Carrie Teegardin: You know, when an outbreak happens, I've been told by operators that, a lot of times, staff will stop showing up. They don't want to carry it home once they know the whole facility’s, you know, in a giant outbreak. And just having enough caregivers in every long-term care setting has been a giant problem because you combine people not showing up with people who have to sit out because they have tested positive. You know, if you think, “Wow, over 7000 workers in long-term are tested positive,” that means they haven't been able to work, you know.

Steve Fennessy: Yeah.

Carrie Teegardin: These are not high-paid workers. And for the most part, you know, people work in assisted living. Nursing homes often make 10 or 12 dollars an hour. They're often working double jobs. So they might even be working at two facilities. And, you know, they were out in the community, you know, going to the grocery store, doing — living their lives. And the chance of exposure was just greater.

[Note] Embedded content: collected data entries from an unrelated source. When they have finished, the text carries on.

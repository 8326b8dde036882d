//! Error types for data operations.

use thiserror::Error;

/// Result type for data operations.
pub type Result<T> = std::result::Result<T, DataError>;

/// Errors that can occur during data operations.
#[derive(Debug, Error)]
pub enum DataError {
    /// Yahoo Finance API error
    #[error("Yahoo Finance API error: {0}")]
    YahooApi(String),

    /// Network error
    #[error("Network error: {0}")]
    Network(#[from] reqwest::Error),

    /// HTTP error
    #[error("HTTP error: {0}")]
    Http(String),

    /// Data parsing error
    #[error("Data parsing error: {0}")]
    Parse(String),

    /// Serialization error
    #[error("Serialization error: {0}")]
    Serialization(#[from] serde_json::Error),

    /// Invalid symbol
    #[error("Invalid symbol: {0}")]
    InvalidSymbol(String),

    /// A line item does not carry one value per period
    #[error("Line item {name} has {actual} values but the table has {expected} periods")]
    ShapeMismatch {
        /// Line item name
        name: String,
        /// Number of periods in the table
        expected: usize,
        /// Number of values supplied
        actual: usize,
    },
}

impl From<yahoo_finance_api::YahooError> for DataError {
    fn from(err: yahoo_finance_api::YahooError) -> Self {
        Self::YahooApi(err.to_string())
    }
}
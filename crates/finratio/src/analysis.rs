//! The analysis pipeline: fetch, align, derive.

use finratio_data::yahoo::validate_symbol;
use finratio_data::{
    DataError, FinancialsProvider, LineItemTable, MarketSnapshot, Statement,
};
use finratio_output::AnalysisReport;
use finratio_ratios::{RatioTable, derive};
use thiserror::Error;
use tracing::{info, warn};

/// Analysis errors
#[derive(Error, Debug)]
pub enum AnalysisError {
    /// Fetching or parsing statements failed
    #[error("Data error: {0}")]
    Data(#[from] DataError),
}

/// Result type for analysis
pub type Result<T> = std::result::Result<T, AnalysisError>;

/// Statements and derived ratios for one company.
///
/// The statements are restricted to the periods of the ratio table.
#[derive(Debug, Clone, PartialEq)]
pub struct Analysis {
    /// Normalised ticker symbol
    pub symbol: String,
    /// Income statement
    pub income: LineItemTable,
    /// Balance sheet
    pub balance_sheet: LineItemTable,
    /// Cash flow statement
    pub cash_flow: LineItemTable,
    /// Derived ratios
    pub ratios: RatioTable,
}

impl Analysis {
    /// Turn the analysis into a timestamped report.
    pub fn into_report(self) -> AnalysisReport {
        AnalysisReport::new(
            self.symbol,
            self.income,
            self.balance_sheet,
            self.cash_flow,
            self.ratios,
        )
    }
}

/// Trim and uppercase a ticker, rejecting anything that is not a symbol.
pub fn normalize_symbol(identifier: &str) -> Result<String> {
    let symbol = identifier.trim().to_ascii_uppercase();
    validate_symbol(&symbol)?;
    Ok(symbol)
}

/// Analyse one company.
///
/// Returns `Ok(None)` when the provider has no statements for the symbol, or
/// the statements share no period. A failing snapshot does not fail the
/// analysis: market multiples are left absent instead.
pub async fn analyze<P: FinancialsProvider>(provider: &P, identifier: &str) -> Result<Option<Analysis>> {
    let symbol = normalize_symbol(identifier)?;
    info!(%symbol, "fetching statements");

    let income = provider.fetch_statement(&symbol, Statement::Income).await?;
    let balance_sheet = provider.fetch_statement(&symbol, Statement::BalanceSheet).await?;
    let cash_flow = provider.fetch_statement(&symbol, Statement::CashFlow).await?;

    if income.is_empty() || balance_sheet.is_empty() || cash_flow.is_empty() {
        info!(%symbol, "no financial data");
        return Ok(None);
    }

    let snapshot = match provider.fetch_snapshot(&symbol).await {
        Ok(snapshot) => snapshot,
        Err(e) => {
            warn!(%symbol, error = %e, "market snapshot unavailable, multiples will be absent");
            MarketSnapshot::new()
        }
    };

    let Some(ratios) = derive(&income, &balance_sheet, &cash_flow, &snapshot) else {
        info!(%symbol, "statements share no period");
        return Ok(None);
    };
    info!(%symbol, periods = ratios.len(), "derived ratios");

    let periods = ratios.periods().to_vec();
    Ok(Some(Analysis {
        symbol,
        income: income.select(&periods),
        balance_sheet: balance_sheet.select(&periods),
        cash_flow: cash_flow.select(&periods),
        ratios,
    }))
}
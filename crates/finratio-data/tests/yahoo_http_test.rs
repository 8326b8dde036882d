//! Timeseries requests against a local mock of the Yahoo host

use finratio_data::yahoo::{ProviderConfig, YahooProvider};
use finratio_data::{DataError, FinancialsProvider, Period, Statement};
use std::time::{Duration, Instant};
use wiremock::matchers::{method, path, query_param};
use wiremock::{Mock, MockServer, ResponseTemplate};

const INCOME_BODY: &str = include_str!("fixtures/income_timeseries.json");
const AAPL_PATH: &str = "/ws/fundamentals-timeseries/v1/finance/timeseries/AAPL";

fn provider(server: &MockServer, request_interval: Duration) -> YahooProvider {
    YahooProvider::with_config(ProviderConfig {
        base_url: server.uri(),
        request_interval,
        ..ProviderConfig::default()
    })
    .unwrap()
}

#[tokio::test]
async fn test_statement_parsed_from_response() {
    let server = MockServer::start().await;
    Mock::given(method("GET"))
        .and(path(AAPL_PATH))
        .and(query_param("symbol", "AAPL"))
        .respond_with(ResponseTemplate::new(200).set_body_string(INCOME_BODY))
        .expect(1)
        .mount(&server)
        .await;

    let table = provider(&server, Duration::ZERO)
        .fetch_statement("AAPL", Statement::Income)
        .await
        .unwrap();

    assert_eq!(table.periods().len(), 5);
    assert_eq!(
        table.value("Total Revenue", Period::from_ymd(2024, 9, 30).unwrap()),
        Some(391_035_000_000.0)
    );
}

#[tokio::test]
async fn test_request_names_annual_statement_keys() {
    let server = MockServer::start().await;
    Mock::given(method("GET"))
        .and(path(AAPL_PATH))
        .respond_with(ResponseTemplate::new(200).set_body_string(INCOME_BODY))
        .mount(&server)
        .await;

    provider(&server, Duration::ZERO)
        .fetch_statement("AAPL", Statement::Income)
        .await
        .unwrap();

    let requests = server.received_requests().await.unwrap();
    assert_eq!(requests.len(), 1);
    let types = requests[0]
        .url
        .query_pairs()
        .find(|(key, _)| key == "type")
        .map(|(_, value)| value.into_owned())
        .unwrap();
    assert!(types.split(',').all(|t| t.starts_with("annual")));
    assert!(types.contains("annualTotalRevenue"));
    assert!(types.contains("annualNetIncome"));
}

#[tokio::test]
async fn test_not_found_is_empty_statement() {
    let server = MockServer::start().await;
    Mock::given(method("GET"))
        .respond_with(ResponseTemplate::new(404))
        .expect(3)
        .mount(&server)
        .await;

    let provider = provider(&server, Duration::ZERO);
    for statement in [Statement::Income, Statement::BalanceSheet, Statement::CashFlow] {
        let table = provider.fetch_statement("AAPL", statement).await.unwrap();
        assert_eq!(table.statement(), statement);
        assert!(table.is_empty());
    }
}

#[tokio::test]
async fn test_server_error_is_http_error() {
    let server = MockServer::start().await;
    Mock::given(method("GET"))
        .respond_with(ResponseTemplate::new(500))
        .mount(&server)
        .await;

    let result = provider(&server, Duration::ZERO)
        .fetch_statement("AAPL", Statement::CashFlow)
        .await;

    assert!(matches!(result, Err(DataError::Http(msg)) if msg.contains("500")));
}

#[tokio::test]
async fn test_malformed_body_is_serialization_error() {
    let server = MockServer::start().await;
    Mock::given(method("GET"))
        .respond_with(ResponseTemplate::new(200).set_body_string("<html>"))
        .mount(&server)
        .await;

    let result = provider(&server, Duration::ZERO)
        .fetch_statement("AAPL", Statement::Income)
        .await;

    assert!(matches!(result, Err(DataError::Serialization(_))));
}

#[tokio::test]
async fn test_invalid_symbol_never_reaches_server() {
    let server = MockServer::start().await;
    Mock::given(method("GET"))
        .respond_with(ResponseTemplate::new(200))
        .expect(0)
        .mount(&server)
        .await;

    let result = provider(&server, Duration::ZERO)
        .fetch_statement("AAPL/../x", Statement::Income)
        .await;

    assert!(matches!(result, Err(DataError::InvalidSymbol(_))));
}

#[tokio::test]
async fn test_requests_are_spaced() {
    let server = MockServer::start().await;
    Mock::given(method("GET"))
        .respond_with(ResponseTemplate::new(404))
        .expect(3)
        .mount(&server)
        .await;

    let provider = provider(&server, Duration::from_millis(60));
    let start = Instant::now();
    for statement in [Statement::Income, Statement::BalanceSheet, Statement::CashFlow] {
        provider.fetch_statement("AAPL", statement).await.unwrap();
    }
    assert!(start.elapsed() >= Duration::from_millis(120));
}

Steve Fennessy: You'd mentioned that the state had suspended its inspections of facilities such as these. Have they resumed?

Carrie Teegardin: They've started finally going in and the federal government ordered them to go back in. I mean, one of these facilities, it's in Dunwoody in suburban Atlanta that we wrote about, there were just issues with not doing proper infection control. This was a facility that was reporting that it had no cases for months. And then all of a sudden it recorded — it went from like zero to 63 positive residents being reported in one day. And then it's now up to 180, I believe, with 28 deaths. There was a family member who called concerned about the facility and the state went in to do an inspection and checked around and said everything looks fine here and they found nothing. The feds sent them back in and did a more in-depth inspection and they turned out finding extremely serious breakdowns in infection control. And so think about that. And they have told them they're going to hit them with a big fine. So they found the highest level of violations when they started looking more closely. And I think that raised all sorts of questions in our minds: How could someone go in — one inspection say everything looks good, come back and find that they had the most serious level violation that they can get?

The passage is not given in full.